Forecasting Consumer Price Index Inflation in India: Vector Error Correction Mechanism Vs. Dynamic Factor Model Approach for Non-Stationary Time Series
Publication dateOct, 2020
DetailsNIPFP Working Paper No. 323
AuthorsRudrani Bhattacharya, and Mrigankshi Kapoor
Short to medium term forecasting of inflation rate is important for economic decision making by economic agents and timely implementation of monetary policy. In this study, we develop two alternative forecasting models for Year-on-Year (YOY) inflation in Consumer Price Index (CPI) in India using a large number of macroeconomic indicators.

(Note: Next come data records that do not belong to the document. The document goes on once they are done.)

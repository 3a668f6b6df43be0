//! Yahoo-style daily history and quote-summary client
//!
//! The analytics endpoints need daily closes over a date range plus the
//! descriptive quote fields (profile, price statistics, analyst
//! recommendations). Missing optional fields degrade to zeroed defaults
//! instead of failing the response.

use crate::error::{MarketDataError, Result};
use chrono::{NaiveDate, NaiveDateTime, TimeZone, Utc};
use serde::{Deserialize, Serialize};
use std::time::Duration;
use tracing::{debug, warn};

/// Quote-summary modules requested per symbol
const QUOTE_MODULES: &str = "assetProfile,price,summaryDetail,recommendationTrend";

/// One daily closing price
#[derive(Debug, Clone, Copy, PartialEq)]
pub struct DailyClose {
    pub date: NaiveDate,
    pub close: f64,
}

/// Analyst recommendation counts; zeroed when the vendor has none
#[derive(Debug, Clone, Copy, Default, PartialEq, Eq, Serialize)]
pub struct RecommendationCounts {
    pub buy: u32,
    pub hold: u32,
    pub sell: u32,
}

/// Descriptive quote fields for one ticker
#[derive(Debug, Clone, Serialize)]
pub struct QuoteSummary {
    pub company_name: String,
    pub sector: String,
    pub industry: String,
    pub current_price: f64,
    pub fifty_two_week_high: f64,
    pub fifty_two_week_low: f64,
    pub market_cap: f64,
    pub pe_ratio: f64,
    pub dividend_yield: f64,
    pub beta: f64,
    pub recommendations: RecommendationCounts,
}

/// Client for the Yahoo chart and quote-summary endpoints
#[derive(Debug, Clone)]
pub struct YahooClient {
    http: reqwest::Client,
    base_url: String,
}

impl YahooClient {
    /// Create a client against the given base URL
    pub fn new(base_url: impl Into<String>) -> Result<Self> {
        let http = reqwest::Client::builder()
            .timeout(Duration::from_secs(30))
            .build()?;

        Ok(Self {
            http,
            base_url: base_url.into().trim_end_matches('/').to_string(),
        })
    }

    /// Daily closing prices for `symbol` over `[start, end)`
    pub async fn daily_closes(
        &self,
        symbol: &str,
        start: NaiveDate,
        end: NaiveDate,
    ) -> Result<Vec<DailyClose>> {
        if start >= end {
            return Err(MarketDataError::DataError(format!(
                "start date {} is not before end date {}",
                start, end
            )));
        }

        let url = format!("{}/v8/finance/chart/{}", self.base_url, symbol);
        debug!(symbol, %start, %end, "fetching daily history");

        let period1 = date_to_unix(start)?.to_string();
        let period2 = date_to_unix(end)?.to_string();
        let response = self
            .http
            .get(&url)
            .query(&[
                ("period1", period1.as_str()),
                ("period2", period2.as_str()),
                ("interval", "1d"),
            ])
            .send()
            .await?;

        let status = response.status();
        let body = response.text().await?;
        if !status.is_success() {
            return Err(MarketDataError::VendorError(format!(
                "chart for {} returned status {}",
                symbol,
                status.as_u16()
            )));
        }

        parse_daily_closes(&body)
    }

    /// Descriptive quote fields for `symbol`
    pub async fn quote_summary(&self, symbol: &str) -> Result<QuoteSummary> {
        let url = format!("{}/v10/finance/quoteSummary/{}", self.base_url, symbol);
        debug!(symbol, "fetching quote summary");

        let response = self
            .http
            .get(&url)
            .query(&[("modules", QUOTE_MODULES)])
            .send()
            .await?;

        let status = response.status();
        let body = response.text().await?;
        if !status.is_success() {
            return Err(MarketDataError::VendorError(format!(
                "quoteSummary for {} returned status {}",
                symbol,
                status.as_u16()
            )));
        }

        parse_quote_summary(symbol, &body)
    }
}

// ---- chart payload ----

#[derive(Debug, Deserialize)]
struct ChartResponse {
    chart: ChartBody,
}

#[derive(Debug, Deserialize)]
struct ChartBody {
    result: Option<Vec<ChartResult>>,
    error: Option<ChartError>,
}

#[derive(Debug, Deserialize)]
struct ChartError {
    description: Option<String>,
}

#[derive(Debug, Deserialize)]
struct ChartResult {
    timestamp: Option<Vec<i64>>,
    indicators: ChartIndicators,
}

#[derive(Debug, Deserialize)]
struct ChartIndicators {
    quote: Vec<ChartQuote>,
}

#[derive(Debug, Deserialize)]
struct ChartQuote {
    close: Vec<Option<f64>>,
}

/// Parse a chart payload into daily closes; null closes (halted days) are
/// skipped
pub fn parse_daily_closes(payload: &str) -> Result<Vec<DailyClose>> {
    let response: ChartResponse = serde_json::from_str(payload)
        .map_err(|e| MarketDataError::MalformedPayload(format!("chart: {}", e)))?;

    if let Some(error) = response.chart.error {
        return Err(MarketDataError::VendorError(
            error
                .description
                .unwrap_or_else(|| "chart request failed".to_string()),
        ));
    }

    let result = response
        .chart
        .result
        .and_then(|mut r| if r.is_empty() { None } else { Some(r.remove(0)) })
        .ok_or_else(|| {
            MarketDataError::MalformedPayload("chart response has no result".to_string())
        })?;

    let timestamps = result.timestamp.unwrap_or_default();
    let closes = result
        .indicators
        .quote
        .first()
        .map(|q| q.close.clone())
        .unwrap_or_default();

    let mut daily = Vec::with_capacity(timestamps.len());
    for (ts, close) in timestamps.iter().zip(closes.iter()) {
        if let Some(close) = close {
            daily.push(DailyClose {
                date: unix_to_date(*ts)?,
                close: *close,
            });
        }
    }

    Ok(daily)
}

// ---- quote-summary payload ----

#[derive(Debug, Deserialize)]
struct QuoteSummaryResponse {
    #[serde(rename = "quoteSummary")]
    quote_summary: QuoteSummaryBody,
}

#[derive(Debug, Deserialize)]
struct QuoteSummaryBody {
    result: Option<Vec<QuoteSummaryResult>>,
}

#[derive(Debug, Default, Deserialize)]
struct QuoteSummaryResult {
    #[serde(rename = "assetProfile", default)]
    asset_profile: Option<AssetProfile>,
    #[serde(default)]
    price: Option<PriceModule>,
    #[serde(rename = "summaryDetail", default)]
    summary_detail: Option<SummaryDetail>,
    #[serde(rename = "recommendationTrend", default)]
    recommendation_trend: Option<RecommendationTrend>,
}

#[derive(Debug, Default, Deserialize)]
struct AssetProfile {
    sector: Option<String>,
    industry: Option<String>,
}

#[derive(Debug, Default, Deserialize)]
struct PriceModule {
    #[serde(rename = "longName")]
    long_name: Option<String>,
    #[serde(rename = "regularMarketPrice", default)]
    regular_market_price: RawNumber,
    #[serde(rename = "marketCap", default)]
    market_cap: RawNumber,
}

#[derive(Debug, Default, Deserialize)]
struct SummaryDetail {
    #[serde(rename = "fiftyTwoWeekHigh", default)]
    fifty_two_week_high: RawNumber,
    #[serde(rename = "fiftyTwoWeekLow", default)]
    fifty_two_week_low: RawNumber,
    #[serde(rename = "trailingPE", default)]
    trailing_pe: RawNumber,
    #[serde(rename = "dividendYield", default)]
    dividend_yield: RawNumber,
    #[serde(default)]
    beta: RawNumber,
}

#[derive(Debug, Default, Deserialize)]
struct RecommendationTrend {
    trend: Vec<TrendEntry>,
}

#[derive(Debug, Default, Deserialize)]
struct TrendEntry {
    #[serde(rename = "strongBuy", default)]
    strong_buy: u32,
    #[serde(default)]
    buy: u32,
    #[serde(default)]
    hold: u32,
    #[serde(default)]
    sell: u32,
    #[serde(rename = "strongSell", default)]
    strong_sell: u32,
}

/// Yahoo wraps numbers as `{"raw": 1.23, "fmt": "1.23"}`
#[derive(Debug, Default, Deserialize)]
struct RawNumber {
    raw: Option<f64>,
}

impl RawNumber {
    /// NaN/infinite/missing values collapse to the zeroed default
    fn value(&self) -> f64 {
        self.raw.filter(|v| v.is_finite()).unwrap_or(0.0)
    }
}

/// Parse a quote-summary payload; every descriptive field degrades to a
/// default instead of failing the response
pub fn parse_quote_summary(symbol: &str, payload: &str) -> Result<QuoteSummary> {
    let response: QuoteSummaryResponse = serde_json::from_str(payload)
        .map_err(|e| MarketDataError::MalformedPayload(format!("quoteSummary: {}", e)))?;

    let result = response
        .quote_summary
        .result
        .and_then(|mut r| if r.is_empty() { None } else { Some(r.remove(0)) })
        .ok_or_else(|| {
            MarketDataError::MalformedPayload("quoteSummary response has no result".to_string())
        })?;

    let profile = result.asset_profile.unwrap_or_default();
    let price = result.price.unwrap_or_default();
    let detail = result.summary_detail.unwrap_or_default();

    let recommendations = match result.recommendation_trend {
        Some(trend) => match trend.trend.first() {
            Some(entry) => RecommendationCounts {
                buy: entry.strong_buy + entry.buy,
                hold: entry.hold,
                sell: entry.sell + entry.strong_sell,
            },
            None => RecommendationCounts::default(),
        },
        None => {
            warn!(symbol, "no analyst recommendations available");
            RecommendationCounts::default()
        }
    };

    Ok(QuoteSummary {
        company_name: price.long_name.unwrap_or_else(|| symbol.to_string()),
        sector: profile.sector.unwrap_or_else(|| "N/A".to_string()),
        industry: profile.industry.unwrap_or_else(|| "N/A".to_string()),
        current_price: price.regular_market_price.value(),
        fifty_two_week_high: detail.fifty_two_week_high.value(),
        fifty_two_week_low: detail.fifty_two_week_low.value(),
        market_cap: price.market_cap.value(),
        pe_ratio: detail.trailing_pe.value(),
        dividend_yield: detail.dividend_yield.value(),
        beta: detail.beta.value(),
        recommendations,
    })
}

fn date_to_unix(date: NaiveDate) -> Result<i64> {
    let midnight = date
        .and_hms_opt(0, 0, 0)
        .ok_or_else(|| MarketDataError::DataError(format!("bad date {}", date)))?;
    Ok(Utc.from_utc_datetime(&midnight).timestamp())
}

fn unix_to_date(ts: i64) -> Result<NaiveDate> {
    NaiveDateTime::from_timestamp_opt(ts, 0)
        .map(|dt| dt.date())
        .ok_or_else(|| MarketDataError::MalformedPayload(format!("bad unix timestamp {}", ts)))
}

The YOY CPI inflation and its predictive indicators are found to be nonstationary and cointegrated. To address this issue, we employ Vector Error Correction Model (VECM) and Dynamic Factor Model (DFM) modified for non-stationary time series to forecast CPI inflation. We find that in terms of Root Mean Square Error (RMSE), the VECM model performs marginally better than the DFM model. However, both models are found to have the same predictive accuracy using Diebold-Mariano test.
JEL Classification: C32, C53.
Keywords: CPI Inflation, India, Forecasting, Vector Error Correction Model, Dynamic Factor Model.